If you’re also working with PostgreSQL, tools like pg-extract-schema, pg-deploy, and pg-data-comparer can extract your DDL into folder structures that the agent can reference directly — the same principle applies across database platforms.
When NOT to Trust the AI
This section matters more than the rest of the post.
The agent doesn’t have access to your actual database at runtime (unless you’ve set up an MCP connection). It works from the files you’ve given it and its training data. That means:
- It can hallucinate column names that don’t exist in your schema. Always verify against the actual DDL.
- It doesn’t know your data distribution. It might suggest an index that’s great for a table with 10,000 rows and terrible for one with 10 billion.
- It can be confidently wrong. The agent doesn’t say “I’m not sure” often enough. If a query looks right but you have a nagging feeling, trust your gut and test it.
- It doesn’t know about your constraints. Business rules that aren’t encoded in the schema — “we never delete from this table,” “this column is always populated even though it’s nullable” — need to come from you.

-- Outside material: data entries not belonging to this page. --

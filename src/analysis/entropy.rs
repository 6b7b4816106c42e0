// Copyright (c) 2026 Christoph Gaffga
// SPDX-License-Identifier: GPL-3.0-only
// https://github.com/cgaffga/phasmcore

//! Shannon entropy of the LSB plane, in bits per sample.
//!
//! Natural images sit a little below 1.0; LSB replacement pushes toward it.
//! Noisy high-ISO photographs reach the bound as well, so this test is a
//! known false-positive source and carries little weight.

use serde::{Deserialize, Serialize};

use super::chi_square::lsb_counts;
use super::{finite_or_zero, TestId, TestOutcome};
use crate::pixels::PixelGrid;

const DESCRIPTION: &str = "Measures randomness in LSB plane";

#[derive(Debug, Clone, PartialEq, Serialize, Deserialize)]
#[serde(default)]
pub struct EntropyConfig {
    pub threshold: f64,
}

impl Default for EntropyConfig {
    fn default() -> Self {
        Self { threshold: 0.995 }
    }
}

/// `H = −Σ p·log2(p)` over the two symbol frequencies.
pub fn binary_entropy(counts: [u64; 2]) -> f64 {
    let total = counts[0] + counts[1];
    if total == 0 {
        return 0.0;
    }
    let h: f64 = counts
        .iter()
        .filter(|&&c| c > 0)
        .map(|&c| {
            let p = c as f64 / total as f64;
            -p * p.log2()
        })
        .sum();
    finite_or_zero(h)
}

pub(crate) fn run(grid: &PixelGrid, cfg: &EntropyConfig) -> TestOutcome {
    let score = binary_entropy(lsb_counts(grid));
    let suspicious = score > cfg.threshold;
    let interpretation = if suspicious {
        "LSB plane has unusually high entropy (too random)"
    } else {
        "LSB plane entropy is within normal range"
    };
    TestOutcome::new(TestId::Entropy, score, cfg.threshold, suspicious, DESCRIPTION, interpretation.to_string())
}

One more: don’t let it ship destructive code unchecked. UPDATE, DELETE, MERGE (which has well-documented pitfalls), index changes, partition switching — anything that can block users, drop data, or create a bad index does not go straight to production. It gets a human review and a rollback path.
The agent is a fast, knowledgeable first-drafter and code reviewer. It is not a substitute for testing, and it is not a substitute for understanding what the code does.

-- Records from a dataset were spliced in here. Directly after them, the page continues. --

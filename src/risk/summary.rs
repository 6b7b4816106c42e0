// Copyright (c) 2026 Christoph Gaffga
// SPDX-License-Identifier: GPL-3.0-only
// https://github.com/cgaffga/phasmcore

//! Human-readable verdict text.

use super::{Evidence, Flagged, RiskLevel, RiskPolicy, RuleCondition};

/// Adjective for a deviation ratio, strongest first.
fn severity(ratio: f64) -> Option<&'static str> {
    if ratio > 100.0 {
        Some("EXTREME")
    } else if ratio > 10.0 {
        Some("Very high")
    } else if ratio > 3.0 {
        Some("High")
    } else {
        None
    }
}

fn bullet(f: &Flagged<'_>) -> String {
    let o = f.outcome;
    match severity(o.ratio()) {
        Some(adj) => format!(
            "• {} [{adj} deviation, {:.1}× threshold]: {}",
            o.name,
            o.ratio(),
            o.interpretation
        ),
        None => format!("• {}: {}", o.name, o.interpretation),
    }
}

fn recommendation(level: RiskLevel) -> Option<[&'static str; 2]> {
    match level {
        RiskLevel::VeryHigh => Some([
            "⚠️ VERY HIGH RISK: Strong evidence of steganography detected.",
            "Recommend immediate investigation and content analysis.",
        ]),
        RiskLevel::High => Some([
            "⚠️ HIGH RISK: Multiple indicators suggest hidden data.",
            "Manual review recommended.",
        ]),
        RiskLevel::Medium => Some([
            "⚠️ MEDIUM RISK: Some statistical irregularities detected.",
            "Consider additional analysis or monitoring.",
        ]),
        RiskLevel::Low => None,
    }
}

pub(super) fn compose(
    evidence: &Evidence<'_>,
    level: RiskLevel,
    matched: Option<&RuleCondition>,
    file_size_bytes: u64,
    policy: &RiskPolicy,
) -> String {
    let mut lines: Vec<String> = Vec::new();

    let n = evidence.flagged.len();
    if n == 0 {
        lines.push("No statistical anomalies detected.".into());
        lines.push("Image appears to contain no hidden data.".into());
    } else {
        let suffix = if n == 1 { "y" } else { "ies" };
        lines.push(format!("Detected {n} statistical anomal{suffix}:"));
        lines.extend(evidence.flagged.iter().map(bullet));
        if let Some([headline, advice]) = recommendation(level) {
            lines.push(String::new());
            lines.push(headline.into());
            lines.push(advice.into());
        }
    }

    if matches!(matched, Some(RuleCondition::ConstantLsbPlane { .. })) {
        lines.push(String::new());
        lines.push("Note: The LSB plane is constant, so it cannot carry hidden data.".into());
    }

    if file_size_bytes < policy.small_file_bytes {
        let mb = file_size_bytes as f64 / (1024.0 * 1024.0);
        lines.push(String::new());
        lines.push(format!("Note: Small file size ({mb:.1}MB) may affect test accuracy."));
    }

    lines.join("\n")
}

#[cfg(test)]
mod tests {
    use super::super::assess;
    use super::*;
    use crate::analysis::{TestId, TestOutcome};
    use crate::result::OutcomeSet;

    fn set(flags: &[(TestId, f64, f64, bool)]) -> OutcomeSet {
        TestId::ALL
            .iter()
            .map(|&id| {
                let (score, threshold, suspicious) = flags
                    .iter()
                    .find(|f| f.0 == id)
                    .map_or((0.0, 1.0, false), |f| (f.1, f.2, f.3));
                TestOutcome::new(id, score, threshold, suspicious, "", format!("{} says so", id.name()))
            })
            .collect()
    }

    #[test]
    fn severity_bands() {
        assert_eq!(severity(150.0), Some("EXTREME"));
        assert_eq!(severity(100.0), Some("Very high"));
        assert_eq!(severity(10.5), Some("Very high"));
        assert_eq!(severity(4.0), Some("High"));
        assert_eq!(severity(3.0), None);
    }

    #[test]
    fn bullets_follow_effective_weight() {
        // chi-square 4.0 × 2.5, RS 4.0, python pattern 1.5
        let outcomes = set(&[
            (TestId::ChiSquare, 2047.546875, 18.0, true),
            (TestId::RsAnalysis, 0.115, 0.12, true),
            (TestId::PythonPattern, 0.984, 0.6, true),
            (TestId::Entropy, 0.5, 0.995, false),
        ]);
        let a = assess(&outcomes, 4 * 1024 * 1024, &RiskPolicy::enhanced());
        let lines: Vec<&str> = a.summary.lines().collect();
        assert_eq!(lines[0], "Detected 3 statistical anomalies:");
        assert_eq!(
            lines[1],
            "• Chi-Square Test [EXTREME deviation, 113.8× threshold]: Chi-Square Test says so"
        );
        assert_eq!(lines[2], "• RS Analysis (Flipping Mask): RS Analysis (Flipping Mask) says so");
        assert_eq!(lines[3], "• Python LSB Pattern: Python LSB Pattern says so");
        assert_eq!(lines[4], "");
        assert_eq!(lines[5], "⚠️ VERY HIGH RISK: Strong evidence of steganography detected.");
        assert_eq!(lines.len(), 7);
    }

    #[test]
    fn equal_weights_keep_canonical_order() {
        let outcomes = set(&[
            (TestId::PythonPattern, 0.7, 0.6, true),
            (TestId::SamplePair, 0.25, 0.2, true),
        ]);
        let a = assess(&outcomes, 4 * 1024 * 1024, &RiskPolicy::enhanced());
        let lines: Vec<&str> = a.summary.lines().collect();
        assert!(lines[1].starts_with("• Sample Pair Analysis"));
        assert!(lines[2].starts_with("• Python LSB Pattern"));
    }

    #[test]
    fn single_anomaly_is_singular() {
        let outcomes = set(&[(TestId::Histogram, 0.25, 0.2, true)]);
        let a = assess(&outcomes, 4 * 1024 * 1024, &RiskPolicy::enhanced());
        assert!(a.summary.starts_with("Detected 1 statistical anomaly:\n"));
    }

    #[test]
    fn small_file_caveat() {
        let outcomes = set(&[]);
        let a = assess(&outcomes, 200 * 1024, &RiskPolicy::enhanced());
        assert!(a.summary.ends_with("\n\nNote: Small file size (0.2MB) may affect test accuracy."), "{}", a.summary);
        let a = assess(&outcomes, 512 * 1024, &RiskPolicy::enhanced());
        assert!(!a.summary.contains("Small file size"));
    }
}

One last thing: always tell the agent your SQL Server version and compatibility level up front, especially if you’re on Azure SQL DB or Managed Instance. Syntax and feature availability vary, and the agent may generate syntax from the wrong version if you don’t specify.
Deep Dives
Want to go deeper? These companion posts walk through specific scenarios in detail:
- AI-Assisted Implicit Join Conversion — Converting legacy implicit joins to ANSI syntax
- AI-Assisted Window Function Development — Building and debugging window functions
- AI-Assisted Cursor-to-Set-Based Conversion — Replacing cursors with set-based operations
- AI-Assisted Parameter Sniffing Diagnosis — Diagnosing and fixing parameter sniffing issues
Next up: Automating Server Health Checks and Inventory Scripts — using AI to build the PowerShell and T-SQL scripts that keep your fleet healthy.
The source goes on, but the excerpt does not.